Conclusions

It has been shown that DPI offers an analytical technique to provide information on the orientation and structure of proteins in real time. The technique relies on classical optics, which are well understood, and provides dimensional information to a very high resolution (typically better than 0.01 nm) and mass loadings to a resolution of around 100 fg mm-2. It is possible not only to detect interactions between large proteins and small molecules, but also to quantify them and to determine stoichiometries.

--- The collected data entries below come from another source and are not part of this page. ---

mod briefings;
mod profile;

pub use briefings::BriefingRepository;
pub use profile::ProfileRepository;
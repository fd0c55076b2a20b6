mod ai;
mod api;
mod config;
mod db;
mod error;
mod generator;
mod models;
mod search;
mod services;

use clap::Parser;
use tokio_util::sync::CancellationToken;
use tracing_subscriber::{layer::SubscriberExt, util::SubscriberInitExt};

#[derive(Parser)]
#[command(name = "daybrief")]
#[command(about = "Personalized daily tech briefing generator")]
struct Args {
    /// Generate a briefing immediately and exit instead of serving
    #[arg(long)]
    generate: bool,

    /// Date to generate for (YYYY-MM-DD, defaults to today)
    #[arg(long, requires = "generate")]
    date: Option<chrono::NaiveDate>,

    /// Regenerate even if a completed briefing already exists
    #[arg(long, requires = "generate")]
    force: bool,
}

use std::sync::Arc;

use chrono::Utc;

use crate::api::{create_router, AppState};
use crate::config::Config;
use crate::db::{Database, DatabaseBackend, LibSqlBackend};
use crate::search::SearchExecutor;

#[tokio::main]
async fn main() -> anyhow::Result<()> {
    let args = Args::parse();

    dotenvy::dotenv().ok();

    tracing_subscriber::registry()
        .with(
            tracing_subscriber::EnvFilter::try_from_default_env()
                .unwrap_or_else(|_| "daybrief=info,tower_http=debug".into()),
        )
        .with(tracing_subscriber::fmt::layer())
        .init();

    let config = Config::from_env();

    tracing::info!("Initializing database...");
    let raw_db = Database::new(&config.database).await?;
    let db_backend = LibSqlBackend::new(raw_db);
    // Wrap in Arc<dyn DatabaseBackend> immediately so we can clone it
    let db: Arc<dyn DatabaseBackend> = Arc::new(db_backend);

    let search = SearchExecutor::new(&config.search)?;
    if !search.has_primary_provider() {
        tracing::warn!(
            "TAVILY_API_KEY is not set - searches will fall back to Hacker News and dev.to feeds"
        );
    }

    let ai = ai::AiGateway::from_config(&config.ai)?;
    tracing::info!("AI providers: {}", ai.provider_names().join(", "));

    let state = AppState::new(config.clone(), db, search, ai);

    if args.generate {
        let outcome = state.pipeline.generate(args.date, args.force).await;
        if outcome.success {
            tracing::info!("Briefing for {} generated", outcome.date);
            return Ok(());
        }
        let reason = outcome
            .error
            .unwrap_or_else(|| "unknown error".to_string());
        tracing::error!("Generation for {} failed: {}", outcome.date, reason);
        return Err(anyhow::anyhow!("generation failed: {reason}"));
    }

    let cancel_token = CancellationToken::new();

    if state.config.scheduler.enabled {
        let scheduler = services::Scheduler::new(
            state.db.clone(),
            state.pipeline.clone(),
            &state.config.scheduler,
        );
        tracing::info!(
            "Starting scheduler... (daily at {} UTC)",
            scheduler.schedule().format("%H:%M")
        );
        let token = cancel_token.child_token();
        tokio::spawn(async move {
            let _ = scheduler.catch_up().await;
            loop {
                tokio::select! {
                    _ = token.cancelled() => {
                        tracing::info!("Scheduler shutting down...");
                        break;
                    }
                    _ = tokio::time::sleep(scheduler.until_next_run(Utc::now())) => {
                        let _ = scheduler.run_once().await;
                    }
                }
            }
        });
    } else {
        tracing::info!("Scheduler disabled - briefings must be triggered via POST /api/v1/generate");
    }

    let app = create_router(state);

    let addr = format!("{}:{}", config.server.host, config.server.port);
    tracing::info!("Daybrief starting on http://{}", addr);
    tracing::info!("  Health check: http://{}/api/v1/health", addr);
    tracing::info!("  API docs:     http://{}/api/v1/docs", addr);
    tracing::info!("  OpenAPI spec: http://{}/api/v1/openapi.json", addr);

    let listener = tokio::net::TcpListener::bind(&addr).await?;
    axum::serve(listener, app)
        .with_graceful_shutdown(shutdown_signal(cancel_token))
        .await?;

    Ok(())
}

async fn shutdown_signal(cancel_token: CancellationToken) {
    let ctrl_c = async {
        tokio::signal::ctrl_c()
            .await
            .expect("failed to install Ctrl+C handler");
    };

    #[cfg(unix)]
    let terminate = async {
        tokio::signal::unix::signal(tokio::signal::unix::SignalKind::terminate())
            .expect("failed to install SIGTERM handler")
            .recv()
            .await;
    };

    #[cfg(not(unix))]
    let terminate = std::future::pending::<()>();

    tokio::select! {
        _ = ctrl_c => {},
        _ = terminate => {},
    }

    tracing::info!("Shutdown signal received, cancelling background tasks...");
    cancel_token.cancel();
}
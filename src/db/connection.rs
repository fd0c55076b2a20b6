use libsql::{Builder, Connection};
use std::sync::Arc;

use crate::config::DatabaseConfig;
use crate::error::Result;

use super::schema;

/// Handle to the briefing database. Cheap to clone; all clones share the
/// underlying libsql database.
pub struct Database {
    pub(crate) db: Arc<libsql::Database>,
    // Each sqlite connection to ":memory:" opens its own private database,
    // so in-memory databases hand out clones of one shared connection.
    pub(crate) memory_conn: Option<Connection>,
    pub(crate) busy_timeout_ms: u64,
    pub(crate) journal_mode: String,
    pub(crate) synchronous: String,
}

impl Database {
    pub async fn new(config: &DatabaseConfig) -> Result<Self> {
        let busy_timeout_ms = std::env::var("DATABASE_BUSY_TIMEOUT_MS")
            .ok()
            .and_then(|v| v.parse::<u64>().ok())
            .unwrap_or(5000);
        let journal_mode = normalize_journal_mode(
            &std::env::var("DATABASE_JOURNAL_MODE").unwrap_or_else(|_| "WAL".to_string()),
        )
        .to_string();
        let synchronous = normalize_synchronous(
            &std::env::var("DATABASE_SYNCHRONOUS").unwrap_or_else(|_| "NORMAL".to_string()),
        )
        .to_string();

        let db = if config.url.starts_with("libsql://") || config.url.starts_with("https://") {
            if let Some(ref local_path) = config.local_path {
                Builder::new_remote_replica(
                    local_path,
                    config.url.clone(),
                    config.auth_token.clone().unwrap_or_default(),
                )
                .build()
                .await?
            } else {
                Builder::new_remote(
                    config.url.clone(),
                    config.auth_token.clone().unwrap_or_default(),
                )
                .build()
                .await?
            }
        } else if config.url == ":memory:" {
            Builder::new_local(":memory:").build().await?
        } else {
            let path = config.url.strip_prefix("file:").unwrap_or(&config.url);
            Builder::new_local(path).build().await?
        };

        let db = Arc::new(db);
        let memory_conn = if config.url == ":memory:" {
            Some(db.connect()?)
        } else {
            None
        };

        let database = Self {
            db,
            memory_conn,
            busy_timeout_ms,
            journal_mode,
            synchronous,
        };
        database.configure_database().await?;
        database.init_schema().await?;

        Ok(database)
    }

    pub fn connect(&self) -> Result<Connection> {
        if let Some(conn) = &self.memory_conn {
            return Ok(conn.clone());
        }
        Ok(self.db.connect()?)
    }

    // Pragma failures are logged but non-fatal; remote libsql servers reject
    // some of them.
    async fn configure_database(&self) -> Result<()> {
        let conn = self.connect()?;

        let pragmas = [
            ("busy_timeout", self.busy_timeout_ms.to_string()),
            ("journal_mode", self.journal_mode.clone()),
            ("synchronous", self.synchronous.clone()),
        ];
        for (name, value) in pragmas {
            let sql = format!("PRAGMA {name} = {value}");
            if let Err(error) = conn.execute_batch(&sql).await {
                tracing::warn!(pragma = name, value = %value, error = %error, "Failed to set SQLite pragma");
            }
        }

        Ok(())
    }

    async fn init_schema(&self) -> Result<()> {
        let conn = self.connect()?;
        schema::init_schema(&conn).await?;
        Ok(())
    }

    pub async fn sync(&self) -> Result<()> {
        if let Ok(sync) = self.db.sync().await {
            tracing::info!("Database synced: {:?}", sync);
        }
        Ok(())
    }
}

impl Clone for Database {
    fn clone(&self) -> Self {
        Self {
            db: Arc::clone(&self.db),
            memory_conn: self.memory_conn.clone(),
            busy_timeout_ms: self.busy_timeout_ms,
            journal_mode: self.journal_mode.clone(),
            synchronous: self.synchronous.clone(),
        }
    }
}

fn normalize_journal_mode(value: &str) -> &'static str {
    match value.trim().to_uppercase().as_str() {
        "DELETE" => "DELETE",
        "TRUNCATE" => "TRUNCATE",
        "PERSIST" => "PERSIST",
        "MEMORY" => "MEMORY",
        "WAL" => "WAL",
        "OFF" => "OFF",
        _ => "WAL",
    }
}

fn normalize_synchronous(value: &str) -> &'static str {
    match value.trim().to_uppercase().as_str() {
        "OFF" => "OFF",
        "NORMAL" => "NORMAL",
        "FULL" => "FULL",
        "EXTRA" => "EXTRA",
        _ => "NORMAL",
    }
}
use std::collections::HashSet;

use chrono::NaiveDate;
use futures::future::join_all;
use tracing::{info, warn};

use crate::config::SearchConfig;
use crate::error::Result;
use crate::models::{SearchResult, UserProfile};

use super::feeds::{DevToClient, HackerNewsClient};
use super::planner::{build_search_plan, SearchPlan};
use super::tavily::TavilyClient;

/// Runs a generation run's searches: Tavily per planned query when
/// configured, with the content feeds as fallback.
#[derive(Clone)]
pub struct SearchExecutor {
    config: SearchConfig,
    tavily: Option<TavilyClient>,
    hackernews: HackerNewsClient,
    devto: DevToClient,
}

impl SearchExecutor {
    pub fn new(config: &SearchConfig) -> Result<Self> {
        let tavily = if config.tavily_api_key.is_some() {
            Some(TavilyClient::new(config)?)
        } else {
            None
        };

        Ok(Self {
            config: config.clone(),
            tavily,
            hackernews: HackerNewsClient::new(config)?,
            devto: DevToClient::new(config)?,
        })
    }

    pub fn has_primary_provider(&self) -> bool {
        self.tavily.is_some()
    }

    /// Execute the full search phase for a profile. Individual query and
    /// feed failures degrade to zero results; this only errors when the
    /// search phase cannot run at all.
    pub async fn execute(
        &self,
        profile: &UserProfile,
        date: NaiveDate,
    ) -> Result<Vec<SearchResult>> {
        let plan = build_search_plan(profile, date);
        info!(
            queries = plan.queries.len(),
            tags = plan.tags.len(),
            "Built search plan"
        );

        let mut results = Vec::new();

        if let Some(ref tavily) = self.tavily {
            let max_results = self.config.max_results_per_query;
            let searches = plan.queries.iter().map(|query| async move {
                match tavily.search(query, max_results).await {
                    Ok(hits) => hits,
                    Err(error) => {
                        warn!(query = %query, error = %error, "Search query failed");
                        Vec::new()
                    }
                }
            });

            for hits in join_all(searches).await {
                results.extend(hits);
            }
        }

        if results.is_empty() {
            info!("Primary search yielded nothing, falling back to content feeds");
            results.extend(self.feed_fallback(&plan).await);
        }

        Ok(dedup_by_url(results))
    }

    /// Query both feeds concurrently, splitting the fallback budget between
    /// them. A failing feed never takes the other one down with it.
    async fn feed_fallback(&self, plan: &SearchPlan) -> Vec<SearchResult> {
        let limit = self.config.fallback_limit;
        let (hn, devto) = tokio::join!(
            self.hackernews.search(&plan.tags, limit.div_ceil(2)),
            self.devto.search(&plan.tags, limit / 2),
        );

        let mut results = Vec::new();
        match hn {
            Ok(hits) => results.extend(hits),
            Err(error) => warn!(error = %error, "Hacker News feed failed"),
        }
        match devto {
            Ok(hits) => results.extend(hits),
            Err(error) => warn!(error = %error, "dev.to feed failed"),
        }

        results
    }
}

/// Drop repeated URLs, keeping each URL's first occurrence in order.
fn dedup_by_url(results: Vec<SearchResult>) -> Vec<SearchResult> {
    let mut seen = HashSet::new();
    results
        .into_iter()
        .filter(|result| seen.insert(result.url.clone()))
        .collect()
}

The technique described is not limited to the present measurement of thickness and refractive index of thin (protein) films, but has the potential to be extended to provide yet more detailed information relating to protein orientation and structure.

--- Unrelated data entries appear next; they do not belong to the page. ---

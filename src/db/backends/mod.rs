pub mod libsql;
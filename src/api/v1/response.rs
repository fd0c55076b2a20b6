//! # V1 API Response Envelope & Error Contract
//!
//! Defines the canonical wire format for all v1 API responses. Every endpoint
//! returns an [`ApiResponse<T>`] envelope with three optional top-level fields:
//!
//! ```json
//! {
//!   "data": { ... },       // present on success, absent on error
//!   "meta": { "total": 42 },  // optional list metadata
//!   "error": { "code": "not_found", "message": "..." }  // present on error, absent on success
//! }
//! ```

use axum::{
    http::StatusCode,
    response::{IntoResponse, Response},
    Json,
};
use serde::{Deserialize, Serialize};

use crate::error::DaybriefError;

/// Machine-readable error code included in every error response.
///
/// Serialized as a snake_case string on the wire (e.g. `"invalid_request"`).
/// Each variant maps to a fixed HTTP status code via [`ErrorCode::status`].
#[derive(Debug, Clone, PartialEq, Eq, Serialize, Deserialize, utoipa::ToSchema)]
#[serde(rename_all = "snake_case")]
pub enum ErrorCode {
    /// The request was malformed, had invalid parameters, or failed validation.
    /// HTTP 400.
    InvalidRequest,
    /// The requested resource does not exist. HTTP 404.
    NotFound,
    /// The request conflicts with the current state of the resource. HTTP 409.
    Conflict,
    /// A generation is already running; try again once it finishes. HTTP 429.
    TooManyRequests,
    /// A briefing generation attempt ran and failed. The message carries the
    /// recorded failure reason. HTTP 500.
    GenerationFailed,
    /// An unexpected server-side error occurred. Internal details are never
    /// leaked to the client. HTTP 500.
    InternalError,
}

impl ErrorCode {
    /// Returns the HTTP status code corresponding to this error code.
    pub fn status(&self) -> StatusCode {
        match self {
            Self::InvalidRequest => StatusCode::BAD_REQUEST,
            Self::NotFound => StatusCode::NOT_FOUND,
            Self::Conflict => StatusCode::CONFLICT,
            Self::TooManyRequests => StatusCode::TOO_MANY_REQUESTS,
            Self::GenerationFailed => StatusCode::INTERNAL_SERVER_ERROR,
            Self::InternalError => StatusCode::INTERNAL_SERVER_ERROR,
        }
    }
}

impl std::fmt::Display for ErrorCode {
    fn fmt(&self, f: &mut std::fmt::Formatter<'_>) -> std::fmt::Result {
        match self {
            Self::InvalidRequest => write!(f, "invalid_request"),
            Self::NotFound => write!(f, "not_found"),
            Self::Conflict => write!(f, "conflict"),
            Self::TooManyRequests => write!(f, "too_many_requests"),
            Self::GenerationFailed => write!(f, "generation_failed"),
            Self::InternalError => write!(f, "internal_error"),
        }
    }
}

/// Structured error payload within the API envelope.
///
/// ```json
/// { "code": "not_found", "message": "Briefing not found" }
/// ```
#[derive(Debug, Clone, Serialize, Deserialize, utoipa::ToSchema)]
pub struct ApiError {
    /// Machine-readable error classification.
    pub code: ErrorCode,
    /// Human-readable description safe to display to end users.
    /// Internal implementation details are never included.
    pub message: String,
}

/// List metadata included in paginated responses.
#[derive(Debug, Clone, Serialize, Deserialize, utoipa::ToSchema)]
pub struct ResponseMeta {
    /// Total number of matching items (when cheaply available).
    #[serde(skip_serializing_if = "Option::is_none")]
    pub total: Option<u64>,
}

/// Canonical v1 API response envelope.
///
/// Every v1 endpoint returns this shape. On success, `data` is present and
/// `error` is absent. On error, `error` is present and `data` is absent.
/// `meta` is optionally present for list responses.
///
/// The HTTP status code is derived from the error code (on error) or is
/// 200 on success.
#[derive(Debug, Clone, Serialize, Deserialize)]
pub struct ApiResponse<T: Serialize> {
    /// The response payload. Present on success, absent on error.
    #[serde(skip_serializing_if = "Option::is_none")]
    pub data: Option<T>,
    /// List metadata.
    #[serde(skip_serializing_if = "Option::is_none")]
    pub meta: Option<ResponseMeta>,
    /// Error details. Present on error, absent on success.
    #[serde(skip_serializing_if = "Option::is_none")]
    pub error: Option<ApiError>,

    /// HTTP status to use in the response. Not serialized on the wire.
    #[serde(skip)]
    status: StatusCode,
}

impl<T: Serialize> ApiResponse<T> {
    /// Success response with data (HTTP 200).
    pub fn success(data: T) -> Self {
        Self {
            data: Some(data),
            meta: None,
            error: None,
            status: StatusCode::OK,
        }
    }

    /// Success response with data and list metadata (HTTP 200).
    pub fn success_with_meta(data: T, meta: ResponseMeta) -> Self {
        Self {
            data: Some(data),
            meta: Some(meta),
            error: None,
            status: StatusCode::OK,
        }
    }

    /// Error response. HTTP status is derived from the [`ErrorCode`].
    pub fn error(code: ErrorCode, message: impl Into<String>) -> Self {
        let status = code.status();
        Self {
            data: None,
            meta: None,
            error: Some(ApiError {
                code,
                message: message.into(),
            }),
            status,
        }
    }
}

impl<T: Serialize> IntoResponse for ApiResponse<T> {
    fn into_response(self) -> Response {
        let status = self.status;
        match serde_json::to_value(&self) {
            Ok(body) => (status, Json(body)).into_response(),
            Err(_) => {
                let fallback = ApiResponse::<()>::error(
                    ErrorCode::InternalError,
                    "An internal error occurred",
                );
                let body = serde_json::json!({
                    "error": {
                        "code": "internal_error",
                        "message": "An internal error occurred"
                    }
                });
                (fallback.status, Json(body)).into_response()
            }
        }
    }
}

impl<T: Serialize> From<DaybriefError> for ApiResponse<T> {
    /// Convert a [`DaybriefError`] into a v1 [`ApiResponse`].
    ///
    /// Internal error details are **never** leaked to the client. For
    /// `internal_error` responses, a generic message is returned and the
    /// real error is logged via `tracing::error!`.
    fn from(err: DaybriefError) -> Self {
        match err {
            DaybriefError::NotFound(ref msg) => {
                ApiResponse::error(ErrorCode::NotFound, msg.clone())
            }

            DaybriefError::Validation(ref msg) => {
                ApiResponse::error(ErrorCode::InvalidRequest, msg.clone())
            }

            DaybriefError::Json(ref e) => {
                ApiResponse::error(ErrorCode::InvalidRequest, format!("Invalid JSON: {e}"))
            }

            DaybriefError::UrlParse(ref e) => {
                ApiResponse::error(ErrorCode::InvalidRequest, format!("Invalid URL: {e}"))
            }

            ref internal @ (DaybriefError::Database(_)
            | DaybriefError::Config(_)
            | DaybriefError::Http(_)
            | DaybriefError::Io(_)
            | DaybriefError::Search(_)
            | DaybriefError::Ai(_)
            | DaybriefError::Parse(_)
            | DaybriefError::Internal(_)) => {
                tracing::error!(error = %internal, "Internal error mapped to v1 response");
                ApiResponse::error(ErrorCode::InternalError, "An internal error occurred")
            }
        }
    }
}

#[cfg(test)]
mod tests {
    use super::*;

    #[test]
    fn success_response_serializes_without_error() {
        let resp = ApiResponse::success("hello");
        let json = serde_json::to_value(&resp).expect("serialize");
        assert_eq!(json["data"], "hello");
        assert!(json.get("error").is_none());
        assert!(json.get("meta").is_none());
    }

    #[test]
    fn error_response_serializes_without_data() {
        let resp = ApiResponse::<()>::error(ErrorCode::NotFound, "gone");
        let json = serde_json::to_value(&resp).expect("serialize");
        assert!(json.get("data").is_none());
        assert_eq!(json["error"]["code"], "not_found");
        assert_eq!(json["error"]["message"], "gone");
    }

    #[test]
    fn success_with_meta_serializes_all_fields() {
        let meta = ResponseMeta { total: Some(42) };
        let resp = ApiResponse::success_with_meta(vec![1, 2, 3], meta);
        let json = serde_json::to_value(&resp).expect("serialize");
        assert_eq!(json["data"], serde_json::json!([1, 2, 3]));
        assert_eq!(json["meta"]["total"], 42);
    }

    #[test]
    fn error_code_status_mapping() {
        assert_eq!(ErrorCode::InvalidRequest.status(), StatusCode::BAD_REQUEST);
        assert_eq!(ErrorCode::NotFound.status(), StatusCode::NOT_FOUND);
        assert_eq!(ErrorCode::Conflict.status(), StatusCode::CONFLICT);
        assert_eq!(
            ErrorCode::TooManyRequests.status(),
            StatusCode::TOO_MANY_REQUESTS
        );
        assert_eq!(
            ErrorCode::GenerationFailed.status(),
            StatusCode::INTERNAL_SERVER_ERROR
        );
        assert_eq!(
            ErrorCode::InternalError.status(),
            StatusCode::INTERNAL_SERVER_ERROR
        );
    }

    #[test]
    fn error_code_serializes_snake_case() {
        let json = serde_json::to_value(&ErrorCode::InvalidRequest).expect("serialize");
        assert_eq!(json, "invalid_request");

        let json = serde_json::to_value(&ErrorCode::TooManyRequests).expect("serialize");
        assert_eq!(json, "too_many_requests");

        let json = serde_json::to_value(&ErrorCode::GenerationFailed).expect("serialize");
        assert_eq!(json, "generation_failed");
    }

    #[test]
    fn error_code_deserializes_snake_case() {
        let code: ErrorCode = serde_json::from_str("\"not_found\"").expect("deserialize");
        assert_eq!(code, ErrorCode::NotFound);
    }

    #[test]
    fn not_found_error_maps_correctly() {
        let resp: ApiResponse<()> = DaybriefError::NotFound("Briefing not found".into()).into();
        let err = resp.error.as_ref().expect("error");
        assert_eq!(err.code, ErrorCode::NotFound);
        assert_eq!(err.message, "Briefing not found");
    }

    #[test]
    fn validation_error_maps_to_invalid_request() {
        let resp: ApiResponse<()> =
            DaybriefError::Validation("At least one skill or technology is required".into())
                .into();
        let err = resp.error.as_ref().expect("error");
        assert_eq!(err.code, ErrorCode::InvalidRequest);
        assert_eq!(err.message, "At least one skill or technology is required");
    }

    #[test]
    fn internal_error_does_not_leak() {
        let resp: ApiResponse<()> = DaybriefError::Internal("secret debug info".into()).into();
        let err = resp.error.as_ref().expect("error");
        assert_eq!(err.code, ErrorCode::InternalError);
        assert_eq!(err.message, "An internal error occurred");
    }

    #[test]
    fn ai_error_is_masked_as_internal() {
        let resp: ApiResponse<()> = DaybriefError::Ai("All AI providers failed".into()).into();
        let err = resp.error.as_ref().expect("error");
        assert_eq!(err.code, ErrorCode::InternalError);
        assert_eq!(err.message, "An internal error occurred");
    }
}
//! The single computation pipeline: request in, result out.
//!
//! Raw inputs flow one way: normalized categories, lifespan figures,
//! allocation totals, then unit-converted summary rows. Every value is
//! recomputed from scratch on each call; there is no cached state.

use chrono::NaiveDate;
use serde::{Deserialize, Serialize};

use crate::allocation::{AllocationEntry, AllocationReport, HOURS_PER_DAY};
use crate::category::{self, CustomCategory, DailyHours};
use crate::error::CoreError;
use crate::lifespan::LifespanFigures;
use crate::summary::{build_summary, SummaryRow};
use crate::unit::DisplayUnit;

/// Everything one computation pass needs, passed by value.
///
/// The reference date stands in for "today"; callers that want wall-clock
/// behavior resolve it themselves before building the request.
#[derive(Debug, Clone, PartialEq, Serialize, Deserialize)]
pub struct DashboardRequest {
    pub date_of_birth: NaiveDate,
    pub expected_age_years: f64,
    #[serde(default)]
    pub daily_hours: DailyHours,
    #[serde(default)]
    pub custom_categories: Vec<CustomCategory>,
    pub reference_date: NaiveDate,
    #[serde(default)]
    pub display_unit: DisplayUnit,
}

/// Computed dashboard data, consumed by display and export layers.
#[derive(Debug, Clone, PartialEq, Serialize, Deserialize)]
pub struct DashboardResult {
    pub age_years: f64,
    pub expected_age_years: f64,
    pub days_lived: i64,
    pub days_remaining: f64,
    pub hours_remaining: f64,
    pub weeks_remaining: f64,
    pub months_remaining: f64,
    pub display_unit: DisplayUnit,
    /// Remaining lifespan expressed in `display_unit`
    pub remaining_in_unit: f64,
    /// Ordered per-category totals, Free Time last when present
    pub categories: Vec<AllocationEntry>,
    pub total_committed_hours: f64,
    pub free_hours_per_day: f64,
    pub is_over_committed: bool,
    /// One row per category, in `display_unit`
    pub summary: Vec<SummaryRow>,
}

impl DashboardRequest {
    /// Run the full pipeline.
    ///
    /// # Errors
    ///
    /// Fails on out-of-range hours, an expected age outside [1, 120], or
    /// a birth date after the reference date. Over-commitment is not an
    /// error: the result is complete with `is_over_committed` set.
    pub fn compute(&self) -> Result<DashboardResult, CoreError> {
        let categories = category::normalize(&self.daily_hours, &self.custom_categories)?;
        let lifespan = LifespanFigures::compute(
            self.date_of_birth,
            self.expected_age_years,
            self.reference_date,
        )?;
        let allocation = AllocationReport::compute(&categories, &lifespan);
        let summary = build_summary(&allocation, self.display_unit);

        Ok(DashboardResult {
            age_years: lifespan.age_years,
            expected_age_years: self.expected_age_years,
            days_lived: lifespan.days_lived,
            days_remaining: lifespan.days_remaining,
            hours_remaining: lifespan.hours_remaining,
            weeks_remaining: lifespan.weeks_remaining,
            months_remaining: lifespan.months_remaining,
            display_unit: self.display_unit,
            remaining_in_unit: lifespan.remaining_in(self.display_unit),
            total_committed_hours: allocation.total_committed_hours,
            free_hours_per_day: allocation.free_hours_per_day,
            is_over_committed: allocation.is_over_committed,
            categories: allocation.entries,
            summary,
        })
    }
}

impl DashboardResult {
    /// Free days left across the remaining lifespan, the headline insight.
    pub fn free_days_remaining(&self) -> f64 {
        self.free_hours_per_day * self.days_remaining / HOURS_PER_DAY
    }

    /// Entry for a category by display name.
    pub fn category(&self, name: &str) -> Option<&AllocationEntry> {
        self.categories.iter().find(|e| e.category.name() == name)
    }
}

#[cfg(test)]
mod tests {
    use super::*;

    fn request() -> DashboardRequest {
        DashboardRequest {
            date_of_birth: NaiveDate::from_ymd_opt(2000, 1, 1).unwrap(),
            expected_age_years: 63.0,
            daily_hours: DailyHours::default(),
            custom_categories: Vec::new(),
            reference_date: NaiveDate::from_ymd_opt(2024, 1, 1).unwrap(),
            display_unit: DisplayUnit::Years,
        }
    }

    #[test]
    fn result_carries_lifespan_and_allocation_figures() {
        let result = request().compute().unwrap();
        assert_eq!(result.days_lived, 8766);
        assert_eq!(result.age_years, 24.0);
        assert_eq!(result.total_committed_hours, 20.5);
        assert_eq!(result.free_hours_per_day, 3.5);
        assert!(!result.is_over_committed);
        assert_eq!(result.categories.len(), 7);
        assert_eq!(result.summary.len(), 7);
    }

    #[test]
    fn remaining_in_unit_matches_display_unit() {
        let mut req = request();
        req.display_unit = DisplayUnit::Weeks;
        let result = req.compute().unwrap();
        assert!((result.remaining_in_unit - result.weeks_remaining).abs() < 1e-9);
    }

    #[test]
    fn free_days_remaining_scales_free_hours_over_days_left() {
        let result = request().compute().unwrap();
        let expected = 3.5 * result.days_remaining / 24.0;
        assert!((result.free_days_remaining() - expected).abs() < 1e-9);
    }

    #[test]
    fn request_round_trips_through_json() {
        let req = request();
        let json = serde_json::to_string(&req).unwrap();
        let back: DashboardRequest = serde_json::from_str(&json).unwrap();
        assert_eq!(back, req);
    }
}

Acknowledgements. I would like to thank Professor David Fernig (Liverpool University), Dr. David Cullen, Dr. Kal Karim, Dr. Judith Taylor (Cran-field University), Professor Jian Lu (Manchester University) and Dr. Janos Voeroes (ETH Zurich) for their experimental expertise. I also gratefully acknowledge the experimental skills and diligence of Dr. Marcus Swann, Dr. Jonathan Popplewell and Dr. Louise Peel (Farfield Scientific) who undertook most of the experiments I have described. I would also like to Dr. Gerry Ronan (Farfield Scientific) and Dr. Marcus Swann for helpful discussions on the most appropriate ways to describe some of the physical concepts utilised by DPI. I would also thank Joanna Mosiezny (Farfield Scientific) for her patience and tenacity in preparing this document.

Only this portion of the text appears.